• YOUR INSTRUCTIONS: Whenever the word "Option" turns up in a line below, that line should be copied.

Stored data
■ ■ ■ ■ ■ ■ ■
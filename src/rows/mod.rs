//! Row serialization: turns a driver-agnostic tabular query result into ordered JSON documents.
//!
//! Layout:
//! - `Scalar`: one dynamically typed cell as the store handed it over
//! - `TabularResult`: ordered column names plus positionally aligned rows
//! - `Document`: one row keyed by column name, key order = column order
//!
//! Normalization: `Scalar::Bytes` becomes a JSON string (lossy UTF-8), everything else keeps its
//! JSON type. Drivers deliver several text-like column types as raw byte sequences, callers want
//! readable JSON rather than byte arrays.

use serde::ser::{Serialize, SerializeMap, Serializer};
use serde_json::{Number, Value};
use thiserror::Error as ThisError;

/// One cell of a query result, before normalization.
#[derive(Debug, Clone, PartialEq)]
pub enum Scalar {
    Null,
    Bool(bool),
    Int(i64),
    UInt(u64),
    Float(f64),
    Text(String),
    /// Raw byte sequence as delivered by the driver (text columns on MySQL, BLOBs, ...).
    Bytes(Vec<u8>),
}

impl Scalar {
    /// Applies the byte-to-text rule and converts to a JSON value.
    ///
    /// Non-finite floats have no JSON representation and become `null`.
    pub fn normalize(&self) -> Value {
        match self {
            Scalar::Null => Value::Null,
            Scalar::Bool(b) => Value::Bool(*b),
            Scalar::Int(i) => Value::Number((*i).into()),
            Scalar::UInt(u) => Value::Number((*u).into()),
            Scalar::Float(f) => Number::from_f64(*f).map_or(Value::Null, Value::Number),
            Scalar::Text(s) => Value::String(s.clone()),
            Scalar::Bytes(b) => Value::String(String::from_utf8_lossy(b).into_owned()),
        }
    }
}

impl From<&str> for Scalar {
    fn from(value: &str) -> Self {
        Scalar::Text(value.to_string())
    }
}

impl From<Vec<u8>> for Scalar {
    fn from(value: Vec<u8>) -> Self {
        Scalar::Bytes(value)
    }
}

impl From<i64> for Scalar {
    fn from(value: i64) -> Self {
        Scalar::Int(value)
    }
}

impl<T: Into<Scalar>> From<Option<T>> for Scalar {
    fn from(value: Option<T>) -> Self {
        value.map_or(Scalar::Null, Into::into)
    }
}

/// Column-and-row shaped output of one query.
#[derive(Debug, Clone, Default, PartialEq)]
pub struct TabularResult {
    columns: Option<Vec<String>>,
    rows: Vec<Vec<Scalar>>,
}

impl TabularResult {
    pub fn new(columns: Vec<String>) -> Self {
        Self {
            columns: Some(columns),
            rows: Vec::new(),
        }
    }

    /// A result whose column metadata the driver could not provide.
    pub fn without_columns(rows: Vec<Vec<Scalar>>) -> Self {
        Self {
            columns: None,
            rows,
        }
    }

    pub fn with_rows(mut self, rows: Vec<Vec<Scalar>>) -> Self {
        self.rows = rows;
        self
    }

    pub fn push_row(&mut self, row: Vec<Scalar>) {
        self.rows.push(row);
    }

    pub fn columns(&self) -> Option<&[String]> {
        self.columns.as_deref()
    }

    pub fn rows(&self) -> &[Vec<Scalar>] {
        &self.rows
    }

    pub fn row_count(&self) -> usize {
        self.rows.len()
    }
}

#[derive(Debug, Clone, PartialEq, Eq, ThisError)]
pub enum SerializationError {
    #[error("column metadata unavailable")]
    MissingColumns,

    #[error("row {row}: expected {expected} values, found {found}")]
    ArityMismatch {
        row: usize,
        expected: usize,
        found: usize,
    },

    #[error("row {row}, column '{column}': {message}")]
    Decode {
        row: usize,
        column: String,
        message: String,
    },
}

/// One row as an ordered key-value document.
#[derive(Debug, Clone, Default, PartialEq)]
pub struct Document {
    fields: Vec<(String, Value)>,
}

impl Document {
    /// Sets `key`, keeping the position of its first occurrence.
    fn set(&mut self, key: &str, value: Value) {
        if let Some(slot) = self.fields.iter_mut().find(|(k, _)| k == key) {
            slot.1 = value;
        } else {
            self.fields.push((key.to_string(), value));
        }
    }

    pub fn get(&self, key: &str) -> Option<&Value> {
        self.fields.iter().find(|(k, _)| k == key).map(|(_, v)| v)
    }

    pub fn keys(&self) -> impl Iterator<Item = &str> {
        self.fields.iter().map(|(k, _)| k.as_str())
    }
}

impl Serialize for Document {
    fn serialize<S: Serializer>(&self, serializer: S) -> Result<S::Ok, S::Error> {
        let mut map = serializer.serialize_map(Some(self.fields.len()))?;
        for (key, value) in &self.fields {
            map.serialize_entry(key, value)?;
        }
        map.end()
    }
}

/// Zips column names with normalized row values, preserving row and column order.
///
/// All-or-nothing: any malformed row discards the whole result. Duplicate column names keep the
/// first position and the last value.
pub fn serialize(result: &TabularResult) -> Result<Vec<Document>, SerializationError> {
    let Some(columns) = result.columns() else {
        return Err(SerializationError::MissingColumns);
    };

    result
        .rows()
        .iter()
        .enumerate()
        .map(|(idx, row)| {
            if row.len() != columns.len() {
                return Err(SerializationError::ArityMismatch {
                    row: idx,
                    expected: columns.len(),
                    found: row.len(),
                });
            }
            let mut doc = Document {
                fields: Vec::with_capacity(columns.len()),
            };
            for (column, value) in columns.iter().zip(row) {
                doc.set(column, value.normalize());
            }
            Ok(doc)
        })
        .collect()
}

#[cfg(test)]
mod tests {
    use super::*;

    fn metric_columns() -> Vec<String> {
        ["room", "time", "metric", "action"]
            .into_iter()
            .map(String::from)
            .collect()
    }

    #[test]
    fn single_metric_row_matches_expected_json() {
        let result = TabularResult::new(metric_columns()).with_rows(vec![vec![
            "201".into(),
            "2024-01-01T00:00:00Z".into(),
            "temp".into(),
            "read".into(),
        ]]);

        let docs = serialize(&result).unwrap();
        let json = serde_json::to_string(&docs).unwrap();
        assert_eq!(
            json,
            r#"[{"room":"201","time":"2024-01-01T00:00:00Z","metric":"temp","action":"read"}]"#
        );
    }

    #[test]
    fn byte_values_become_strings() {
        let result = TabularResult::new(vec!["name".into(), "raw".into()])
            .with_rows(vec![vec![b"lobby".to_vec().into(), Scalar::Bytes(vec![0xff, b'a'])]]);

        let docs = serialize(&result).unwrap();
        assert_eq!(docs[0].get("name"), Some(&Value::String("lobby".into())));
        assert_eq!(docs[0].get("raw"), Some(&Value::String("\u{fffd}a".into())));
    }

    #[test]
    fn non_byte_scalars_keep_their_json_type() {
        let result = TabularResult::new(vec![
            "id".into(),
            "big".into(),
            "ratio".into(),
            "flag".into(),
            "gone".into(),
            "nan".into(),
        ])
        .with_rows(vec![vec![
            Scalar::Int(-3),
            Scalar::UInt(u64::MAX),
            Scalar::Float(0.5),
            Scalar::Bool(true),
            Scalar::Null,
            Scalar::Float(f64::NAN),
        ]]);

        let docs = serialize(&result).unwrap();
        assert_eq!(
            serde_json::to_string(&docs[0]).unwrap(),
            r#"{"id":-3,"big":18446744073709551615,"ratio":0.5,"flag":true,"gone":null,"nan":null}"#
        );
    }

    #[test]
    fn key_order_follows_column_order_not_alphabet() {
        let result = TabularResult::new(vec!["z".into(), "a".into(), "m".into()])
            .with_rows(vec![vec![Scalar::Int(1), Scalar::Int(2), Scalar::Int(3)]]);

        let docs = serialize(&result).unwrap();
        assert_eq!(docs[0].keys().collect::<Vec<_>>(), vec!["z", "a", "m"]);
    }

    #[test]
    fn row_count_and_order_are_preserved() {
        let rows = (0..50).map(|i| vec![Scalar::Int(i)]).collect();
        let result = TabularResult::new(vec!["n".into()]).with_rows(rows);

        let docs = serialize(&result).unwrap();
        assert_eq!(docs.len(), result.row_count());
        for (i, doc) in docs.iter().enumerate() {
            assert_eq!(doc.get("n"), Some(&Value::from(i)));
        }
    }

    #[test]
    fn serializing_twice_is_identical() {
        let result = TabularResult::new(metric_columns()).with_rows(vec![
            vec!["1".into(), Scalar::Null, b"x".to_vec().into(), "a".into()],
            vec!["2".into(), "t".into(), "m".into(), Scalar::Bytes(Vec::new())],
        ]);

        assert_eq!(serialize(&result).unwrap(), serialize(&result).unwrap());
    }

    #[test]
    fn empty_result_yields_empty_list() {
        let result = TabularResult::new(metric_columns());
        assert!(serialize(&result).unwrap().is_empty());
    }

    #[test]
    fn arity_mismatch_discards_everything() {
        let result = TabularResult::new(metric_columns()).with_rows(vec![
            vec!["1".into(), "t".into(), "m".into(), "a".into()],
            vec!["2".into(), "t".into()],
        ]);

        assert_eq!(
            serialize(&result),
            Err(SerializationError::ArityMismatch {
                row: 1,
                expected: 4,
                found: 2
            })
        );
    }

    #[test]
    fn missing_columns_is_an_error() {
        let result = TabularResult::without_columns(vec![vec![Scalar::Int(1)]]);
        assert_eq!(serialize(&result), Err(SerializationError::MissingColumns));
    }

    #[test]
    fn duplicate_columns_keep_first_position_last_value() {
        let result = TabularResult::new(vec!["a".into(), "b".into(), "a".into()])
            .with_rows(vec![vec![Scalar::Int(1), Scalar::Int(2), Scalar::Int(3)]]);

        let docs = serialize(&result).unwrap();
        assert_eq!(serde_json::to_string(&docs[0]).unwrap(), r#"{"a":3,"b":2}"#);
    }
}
■ ■ ■ ■ ■ ■ ■
• COMPLETED EXERCISE:
impl<T: Into<Scalar>> From<Option<T>> for Scalar {
    fn from(value: Option<T>) -> Self {
    columns: Option<Vec<String>>,
    pub fn columns(&self) -> Option<&[String]> {
    pub fn get(&self, key: &str) -> Option<&Value> {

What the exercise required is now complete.